Question

I hvae just invended the following alternative definition of Maybe:

type Maybe' a = forall b. (b -> (a -> b) -> b)

just :: a -> Maybe' a
just a = \d f -> f a

nothing :: Maybe' a
nothing = const

bind :: Maybe' a -> (a -> Maybe' b) -> Maybe' b
bind ma f = ma nothing (\a -> f a)

The problem is I can't add the following instance declaration

instance Monad (Maybe') where
    return = just
    a >>= f = bind a f

The error message is :

Type synonym Maybe' should have 1 argument, but has been given none

Are there any way to fix?

Was it helpful?

Solution

You can only make it an instance of Monad if you wrap it in a newtype. You also have to use the PolymorphicComponents extension (a weaker form of RankNTypes) to universally quantify the b:

{-# LANGUAGE PolymorphicComponents #-}

newtype Maybe' a = Maybe' { unMaybe' :: forall b. (b -> (a -> b) -> b) }

just :: a -> Maybe' a
just a = Maybe' (\d f -> f a)

nothing :: Maybe' a
nothing = Maybe' const

bind :: Maybe' a -> (a -> Maybe' b) -> Maybe' b
bind ma f = Maybe' (unMaybe' ma const (\a -> unMaybe' (f a)))

instance Monad Maybe' where
    return = just
    (>>=)  = bind

The reason you need a newtype is that Haskell type synonyms do not "stick". When Haskell tries to match the type signature of Maybe' without the newtype against the Monad type class, it does not see the Maybe' at all and instead sees the raw underlying function type.
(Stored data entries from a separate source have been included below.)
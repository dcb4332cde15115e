// SPDX-License-Identifier: BUSL-1.1
// Copyright (c) 2026 Alfred Jean LLC

//! Side-effect-free transition decisions
//!
//! These mirror what the compiled machine does so orchestration code can
//! reason about an outcome without driving an actor.

use serde::{Deserialize, Serialize};
use stepwise_core::{Action, NonRetryAction, StepId, SubstepRef};
use stepwise_runbook::HasTransitions;

const NO_FAIL_CONDITION: &str = "No FAIL condition defined for step";

/// What a PASS or FAIL leads to
#[derive(Debug, Clone, PartialEq, Eq, Serialize, Deserialize)]
#[serde(tag = "action", rename_all = "snake_case")]
pub enum ConditionResult {
    Continue,
    Complete {
        #[serde(default, skip_serializing_if = "Option::is_none")]
        message: Option<String>,
    },
    Stopped {
        #[serde(default, skip_serializing_if = "Option::is_none")]
        message: Option<String>,
    },
    Goto {
        target: StepId,
    },
    Retry {
        new_retry_count: u32,
    },
}

impl ConditionResult {
    pub fn goto_target(&self) -> Option<&StepId> {
        match self {
            ConditionResult::Goto { target } => Some(target),
            _ => None,
        }
    }

    pub fn message(&self) -> Option<&str> {
        match self {
            ConditionResult::Complete { message } | ConditionResult::Stopped { message } => {
                message.as_deref()
            }
            _ => None,
        }
    }
}

/// Reported outcome of a step, substep or child workflow
#[derive(Debug, Clone, Copy, PartialEq, Eq, Serialize, Deserialize)]
#[serde(rename_all = "lowercase")]
pub enum StepResult {
    Pass,
    Fail,
}

#[derive(Debug, Clone, Copy, PartialEq, Eq, Default, Serialize, Deserialize)]
#[serde(rename_all = "lowercase")]
pub enum SubstepStatus {
    #[default]
    Pending,
    Running,
    Done,
}

/// Progress of one substep within the current step
#[derive(Debug, Clone, PartialEq, Eq, Serialize, Deserialize)]
pub struct SubstepState {
    pub id: SubstepRef,
    pub status: SubstepStatus,
    #[serde(default, skip_serializing_if = "Option::is_none")]
    pub agent_id: Option<String>,
    #[serde(default, skip_serializing_if = "Option::is_none")]
    pub result: Option<StepResult>,
}

impl SubstepState {
    pub fn pending(id: SubstepRef) -> Self {
        Self {
            id,
            status: SubstepStatus::Pending,
            agent_id: None,
            result: None,
        }
    }

    pub fn is_done(&self) -> bool {
        self.status == SubstepStatus::Done
    }
}

fn from_non_retry(action: &NonRetryAction) -> ConditionResult {
    match action {
        NonRetryAction::Continue => ConditionResult::Continue,
        NonRetryAction::Complete { message } => ConditionResult::Complete {
            message: message.clone(),
        },
        NonRetryAction::Stop { message } => ConditionResult::Stopped {
            message: message.clone(),
        },
        NonRetryAction::Goto { target } => ConditionResult::Goto {
            target: target.clone(),
        },
    }
}

/// Outcome of a PASS; `RETRY` on the pass side just continues
pub fn evaluate_pass<T: HasTransitions + ?Sized>(item: &T) -> ConditionResult {
    match item.transitions().map(|t| &t.pass.action) {
        None | Some(Action::Retry { .. }) => ConditionResult::Continue,
        Some(Action::NonRetry(action)) => from_non_retry(action),
    }
}

/// Outcome of a FAIL after `retry_count` earlier retries
pub fn evaluate_fail<T: HasTransitions + ?Sized>(item: &T, retry_count: u32) -> ConditionResult {
    let Some(transitions) = item.transitions() else {
        return ConditionResult::Stopped {
            message: Some(NO_FAIL_CONDITION.to_string()),
        };
    };
    match &transitions.fail.action {
        Action::NonRetry(action) => from_non_retry(action),
        Action::Retry { max, then } => {
            let attempt = retry_count.saturating_add(1);
            if attempt > *max {
                from_non_retry(then)
            } else {
                ConditionResult::Retry {
                    new_retry_count: attempt,
                }
            }
        }
    }
}

/// Combine finished substeps into the parent's outcome
///
/// Returns `None` while any substep is unfinished (or there are none).
/// ALL mode fails on any failure; ANY mode passes on any pass.
pub fn evaluate_substep_aggregation<T: HasTransitions + ?Sized>(
    states: &[SubstepState],
    item: &T,
) -> Option<ConditionResult> {
    if states.is_empty() || !states.iter().all(SubstepState::is_done) {
        return None;
    }

    let all = item.transitions().map_or(true, |t| t.all);
    let passed = if all {
        !states.iter().any(|s| s.result == Some(StepResult::Fail))
    } else {
        states.iter().any(|s| s.result == Some(StepResult::Pass))
    };

    Some(if passed {
        evaluate_pass(item)
    } else {
        evaluate_fail(item, 0)
    })
}

#[cfg(test)]
#[path = "evaluator_tests.rs"]
mod tests;
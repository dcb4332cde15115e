// SPDX-License-Identifier: BUSL-1.1
// Copyright (c) 2026 Alfred Jean LLC

//! Parsed runbook model

use serde::{Deserialize, Serialize};
use std::path::PathBuf;
use stepwise_core::{StepId, StepRef, SubstepRef, Transitions};

/// A shell snippet from a `bash`/`sh`/`shell` fence
#[derive(Debug, Clone, PartialEq, Eq, Serialize, Deserialize)]
pub struct Command {
    pub code: String,
}

impl Command {
    pub fn new(code: impl Into<String>) -> Self {
        Self { code: code.into() }
    }
}

/// A `### <parent>.<id>` section inside a step
#[derive(Debug, Clone, PartialEq, Eq, Serialize, Deserialize)]
pub struct Substep {
    pub id: SubstepRef,
    pub description: String,
    /// Agent type named by the `(agent-type)` suffix on the header
    #[serde(default, skip_serializing_if = "Option::is_none")]
    pub agent_type: Option<String>,
    pub is_dynamic: bool,
    #[serde(default, skip_serializing_if = "Option::is_none")]
    pub command: Option<Command>,
    #[serde(default, skip_serializing_if = "Option::is_none")]
    pub prompt: Option<String>,
    #[serde(default, skip_serializing_if = "Option::is_none")]
    pub transitions: Option<Transitions>,
    #[serde(default, skip_serializing_if = "Vec::is_empty")]
    pub child_runbooks: Vec<PathBuf>,
}

impl Substep {
    pub fn new(id: SubstepRef, description: impl Into<String>) -> Self {
        Self {
            is_dynamic: id.is_dynamic(),
            id,
            description: description.into(),
            agent_type: None,
            command: None,
            prompt: None,
            transitions: None,
            child_runbooks: Vec::new(),
        }
    }
}

/// A `## <id>` section of a runbook
#[derive(Debug, Clone, PartialEq, Eq, Serialize, Deserialize)]
pub struct Step {
    pub name: StepRef,
    pub is_dynamic: bool,
    pub description: String,
    #[serde(default, skip_serializing_if = "Option::is_none")]
    pub command: Option<Command>,
    #[serde(default, skip_serializing_if = "Option::is_none")]
    pub prompt: Option<String>,
    #[serde(default, skip_serializing_if = "Option::is_none")]
    pub transitions: Option<Transitions>,
    #[serde(default, skip_serializing_if = "Vec::is_empty")]
    pub substeps: Vec<Substep>,
    #[serde(default, skip_serializing_if = "Vec::is_empty")]
    pub child_runbooks: Vec<PathBuf>,
}

impl Step {
    pub fn new(name: StepRef, description: impl Into<String>) -> Self {
        Self {
            is_dynamic: name.is_dynamic(),
            name,
            description: description.into(),
            command: None,
            prompt: None,
            transitions: None,
            substeps: Vec::new(),
            child_runbooks: Vec::new(),
        }
    }

    /// Reference to this step as a GOTO target
    pub fn id(&self) -> StepId {
        StepId::step(self.name.clone())
    }

    pub fn get_substep(&self, id: &SubstepRef) -> Option<&Substep> {
        self.substeps.iter().find(|s| &s.id == id)
    }

    pub fn first_substep(&self) -> Option<&Substep> {
        self.substeps.first()
    }
}

/// Something that may declare PASS/FAIL transitions
pub trait HasTransitions {
    fn transitions(&self) -> Option<&Transitions>;
}

impl HasTransitions for Step {
    fn transitions(&self) -> Option<&Transitions> {
        self.transitions.as_ref()
    }
}

impl HasTransitions for Substep {
    fn transitions(&self) -> Option<&Transitions> {
        self.transitions.as_ref()
    }
}

impl HasTransitions for Transitions {
    fn transitions(&self) -> Option<&Transitions> {
        Some(self)
    }
}

impl HasTransitions for Option<Transitions> {
    fn transitions(&self) -> Option<&Transitions> {
        self.as_ref()
    }
}

/// Parser output: a whole runbook
#[derive(Debug, Clone, Default, PartialEq, Serialize, Deserialize)]
pub struct Workflow {
    #[serde(default, skip_serializing_if = "Option::is_none")]
    pub title: Option<String>,
    #[serde(default, skip_serializing_if = "Option::is_none")]
    pub description: Option<String>,
    #[serde(default, skip_serializing_if = "Option::is_none")]
    pub name: Option<String>,
    #[serde(default, skip_serializing_if = "Option::is_none")]
    pub version: Option<String>,
    #[serde(default, skip_serializing_if = "Vec::is_empty")]
    pub tags: Vec<String>,
    pub steps: Vec<Step>,
}

impl Workflow {
    pub fn get_step(&self, name: &StepRef) -> Option<&Step> {
        self.steps.iter().find(|s| &s.name == name)
    }

    pub fn first_step(&self) -> Option<&Step> {
        self.steps.first()
    }

    /// The `{N}` step, if the runbook has one
    pub fn dynamic_step(&self) -> Option<&Step> {
        self.steps.iter().find(|s| s.is_dynamic)
    }
}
Haskell uses "principal types" to ensure that every type has a normal form. The normal form of the underlying function is:

(->) b ((->) ((->) a b) b)

Type synonyms do not change the normal form of a type, but newtypes do. Specifically, the newtype in this case is rearranging the type so that the normal form now has the a as the very last type parameter like the Monad instance requires.

OTHER TIPS

Type synonyms are not types. With newtype you get a * -> * type, and with type synonyms you don't. So your question is now reduced to why type synonyms are not first class.

The answer is probably because first class synonyms would create too many ambiguities and make type inference impossible in simple cases.

type First a b = (a, b)
type Second a b = (b, a)
type Both a = (a, a)

If we can define Functor (First a), Functor (Second a) and Functor (Both a) instances, then fmap (+1) (2, 3) would be ambigous.

Your invention, BTW, is called Church encoding. It's possible to Church-encode anything. See https://gist.github.com/rampion/2176199 for implementation of few Church encodings in Haskell (pairs, Maybe and lists).

Type synonyms cannot be partially applied.

A type synonym is just a short hand to help the programmer, not something that actually exists as something the Haskell language can talk about. The only way Haskell can deal with a type synonym is by "looking through" it to see the type on the right hand side. The parameters just give you a sort of "macro language".

So Maybe' a is exactly equivalent to forall b. (b -> (a -> b) -> b). It behaves just as if you'd written forall b. (b -> (a -> b) -> b) instead. But what is Maybe' on its own without an argument then? Haskell can't deal with it as Maybe', it would have to replace it with something else. But what? If it meant anything, it would have to be something like \a ~> (forall b. (b -> (a -> b) -> b), where I'm using \a ~> ... as pseudo-syntax for a type-level lambda; an arbitrary function from a type to another type. The reason I had to make up syntax for that is because Haskell has no syntax for this, and the reason it has no syntax is because it cannot handle fully general type-level functions.

I'm not certain whether supporting arbitrary type-level lambdas (type constructors and type families are effectively very restricted forms of this) would be actually impossible, but it's certainly very difficult. So type synonyms can't be partially applied.

To get something that can made an instance of Monad (which needs something that can be applied to a type to make a type - something of kind * -> *), you need to use data or newtype to create a type constructor. A type synonym can't be used for this purpose.